The mechanisms underlying the development of complications in type 1 diabetes (T1D) are poorly understood. Disease modeling of induced pluripotent stem cells (iPSCs) from patients with longstanding T1D (disease duration ≥ 50 years) with severe (Medalist +C) or absent to mild complications (Medalist -C) revealed impaired growth, reprogramming, and differentiation in Medalist +C. Genomics and proteomics analyses suggested differential regulation of DNA damage checkpoint proteins favoring protection from cellular apoptosis in Medalist -C. In silico analyses showed altered expression patterns of DNA damage checkpoint factors among the Medalist groups to be targets of miR200, whose expression was significantly elevated in Medalist +C serum. Notably, neurons differentiated from Medalist +C iPSCs exhibited enhanced susceptibility to genotoxic stress that worsened upon miR200 overexpression.

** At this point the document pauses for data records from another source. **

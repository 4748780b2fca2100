//! Index descriptors.
//!
//! A descriptor names one or more fields with an [`IndexKind`] each, plus
//! [`IndexOptions`]. Unnamed indexes get the store's conventional name,
//! `field_kind` segments joined by underscores (e.g. `name_1_age_-1`).

use std::fmt;

#[derive(Debug, Clone, Copy, PartialEq, Eq, Hash)]
pub enum IndexKind {
    Ascending,
    Descending,
    /// Full-text search over string content.
    Text,
    /// Hash of the value, for equality lookups and sharding.
    Hashed,
    /// Planar coordinates.
    Geo2D,
    /// Coordinates on a sphere.
    Geo2DSphere,
    /// Every subpath of the field, or of the whole document when the field is empty.
    Wildcard,
}

impl fmt::Display for IndexKind {
    fn fmt(&self, f: &mut fmt::Formatter<'_>) -> fmt::Result {
        f.write_str(match self {
            IndexKind::Ascending => "1",
            IndexKind::Descending => "-1",
            IndexKind::Text => "text",
            IndexKind::Hashed => "hashed",
            IndexKind::Geo2D => "2d",
            IndexKind::Geo2DSphere => "2dsphere",
            IndexKind::Wildcard => "1",
        })
    }
}

/// One indexed field.
#[derive(Debug, Clone, PartialEq, Eq)]
pub struct IndexKey {
    pub field: String,
    pub kind: IndexKind,
}

impl IndexKey {
    pub fn new(field: impl Into<String>, kind: IndexKind) -> Self {
        Self { field: field.into(), kind }
    }

    /// The indexed path; wildcard keys cover every subpath of `field`.
    pub fn path(&self) -> String {
        match self.kind {
            IndexKind::Wildcard if self.field.is_empty() => "$**".to_string(),
            IndexKind::Wildcard => format!("{}.$**", self.field),
            _ => self.field.clone(),
        }
    }
}

#[derive(Debug, Clone, Default, PartialEq, Eq)]
pub struct IndexOptions {
    /// Overrides the conventional `field_kind` name.
    pub name: Option<String>,
    /// Rejects writes that would give two documents the same key.
    pub unique: bool,
    /// Skips documents that lack the indexed fields, so a unique index
    /// tolerates any number of them.
    pub sparse: bool,
}

impl IndexOptions {
    pub fn named(name: impl Into<String>) -> Self {
        Self { name: Some(name.into()), ..Self::default() }
    }

    pub fn unique(mut self, unique: bool) -> Self {
        self.unique = unique;
        self
    }

    pub fn sparse(mut self, sparse: bool) -> Self {
        self.sparse = sparse;
        self
    }
}

#[derive(Debug, Clone, PartialEq, Eq)]
pub struct IndexDescriptor {
    pub keys: Vec<IndexKey>,
    pub options: IndexOptions,
}

impl IndexDescriptor {
    pub fn new(keys: Vec<IndexKey>, options: IndexOptions) -> Self {
        Self { keys, options }
    }

    /// Same kind over every field, in order.
    pub fn uniform<I, S>(fields: I, kind: IndexKind, options: IndexOptions) -> Self
    where
        I: IntoIterator<Item = S>,
        S: Into<String>,
    {
        Self::new(
            fields.into_iter().map(|f| IndexKey::new(f, kind)).collect(),
            options,
        )
    }

    /// The explicit name, or the generated one.
    pub fn name(&self) -> String {
        self.options.name.clone().unwrap_or_else(|| {
            self.keys
                .iter()
                .map(|key| format!("{}_{}", key.path(), key.kind))
                .collect::<Vec<_>>()
                .join("_")
        })
    }
}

Furthermore, knockdown of miR200 in Medalist +C fibroblasts and iPSCs rescued checkpoint protein expression and reduced DNA damage. We propose miR200-regulated DNA damage checkpoint pathway as a potential therapeutic target for treating complications of diabetes.
Copyright © 2015 Elsevier Inc. All rights reserved.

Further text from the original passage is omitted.